RECORDS TO USE
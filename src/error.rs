use actix_web::{HttpResponse, ResponseError, http::StatusCode, http::header::ContentType};
use thiserror::Error;

pub type RelayResult<T> = Result<T, RelayError>;

/// Failure kinds of a chat relay. Every downstream kind renders as a 500 with a
/// fixed message; the variant keeps the cause for logs and tests.
#[derive(Debug, Error)]
pub enum RelayError {
    #[error("invalid chat request: {0}")]
    InvalidRequest(String),
    #[error("failed to encode inference request: {0}")]
    Marshal(#[source] serde_json::Error),
    #[error("model invocation failed: {0:#}")]
    Provider(anyhow::Error),
    #[error("failed to decode inference response: {0}")]
    ParseResponse(#[source] serde_json::Error),
    #[error("inference response has no content blocks")]
    EmptyContent,
}

impl RelayError {
    /// Message written to the client.
    pub fn public_message(&self) -> &'static str {
        match self {
            RelayError::InvalidRequest(_) => "Invalid request",
            RelayError::Marshal(_) => "Failed to marshal request",
            RelayError::Provider(_) => "Bedrock API error",
            RelayError::ParseResponse(_) => "Failed to parse Bedrock response",
            RelayError::EmptyContent => "Empty Bedrock response",
        }
    }
}

impl ResponseError for RelayError {
    fn status_code(&self) -> StatusCode {
        match self {
            RelayError::InvalidRequest(_) => StatusCode::BAD_REQUEST,
            _ => StatusCode::INTERNAL_SERVER_ERROR,
        }
    }

    fn error_response(&self) -> HttpResponse {
        HttpResponse::build(self.status_code())
            .content_type(ContentType::plaintext())
            .body(self.public_message())
    }
}

#[cfg(test)]
mod tests {
    use super::*;

    #[test]
    fn test_status_codes() {
        assert_eq!(
            RelayError::InvalidRequest("eof".into()).status_code(),
            StatusCode::BAD_REQUEST
        );
        assert_eq!(
            RelayError::Provider(anyhow::anyhow!("throttled")).status_code(),
            StatusCode::INTERNAL_SERVER_ERROR
        );
        assert_eq!(
            RelayError::EmptyContent.status_code(),
            StatusCode::INTERNAL_SERVER_ERROR
        );
    }

    #[test]
    fn test_public_message_hides_cause() {
        let err = RelayError::Provider(anyhow::anyhow!("AccessDeniedException: secret detail"));
        assert_eq!(err.public_message(), "Bedrock API error");
        assert!(err.to_string().contains("AccessDeniedException"));
    }
}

WORK INSTRUCTION
Repeat the data word for word.

YOUR SOLUTION
filename src/error.rs
use actix_web::{HttpResponse, ResponseError, http::StatusCode, http::header::ContentType};
use thiserror::Error;

pub type RelayResult<T> = Result<T, RelayError>;

/// Failure kinds of a chat relay. Every downstream kind renders as a 500 with a
/// fixed message; the variant keeps the cause for logs and tests.
#[derive(Debug, Error)]
pub enum RelayError {
    #[error("invalid chat request: {0}")]
    InvalidRequest(String),
    #[error("failed to encode inference request: {0}")]
    Marshal(#[source] serde_json::Error),
    #[error("model invocation failed: {0:#}")]
    Provider(anyhow::Error),
    #[error("failed to decode inference response: {0}")]
    ParseResponse(#[source] serde_json::Error),
    #[error("inference response has no content blocks")]
    EmptyContent,
}

impl RelayError {
    /// Message written to the client.
    pub fn public_message(&self) -> &'static str {
        match self {
            RelayError::InvalidRequest(_) => "Invalid request",
            RelayError::Marshal(_) => "Failed to marshal request",
            RelayError::Provider(_) => "Bedrock API error",
            RelayError::ParseResponse(_) => "Failed to parse Bedrock response",
            RelayError::EmptyContent => "Empty Bedrock response",
        }
    }
}

impl ResponseError for RelayError {
    fn status_code(&self) -> StatusCode {
        match self {
            RelayError::InvalidRequest(_) => StatusCode::BAD_REQUEST,
            _ => StatusCode::INTERNAL_SERVER_ERROR,
        }
    }

    fn error_response(&self) -> HttpResponse {
        HttpResponse::build(self.status_code())
            .content_type(ContentType::plaintext())
            .body(self.public_message())
    }
}

#[cfg(test)]
mod tests {
    use super::*;

    #[test]
    fn test_status_codes() {
        assert_eq!(
            RelayError::InvalidRequest("eof".into()).status_code(),
            StatusCode::BAD_REQUEST
        );
        assert_eq!(
            RelayError::Provider(anyhow::anyhow!("throttled")).status_code(),
            StatusCode::INTERNAL_SERVER_ERROR
        );
        assert_eq!(
            RelayError::EmptyContent.status_code(),
            StatusCode::INTERNAL_SERVER_ERROR
        );
    }

    #[test]
    fn test_public_message_hides_cause() {
        let err = RelayError::Provider(anyhow::anyhow!("AccessDeniedException: secret detail"));
        assert_eq!(err.public_message(), "Bedrock API error");
        assert!(err.to_string().contains("AccessDeniedException"));
    }
}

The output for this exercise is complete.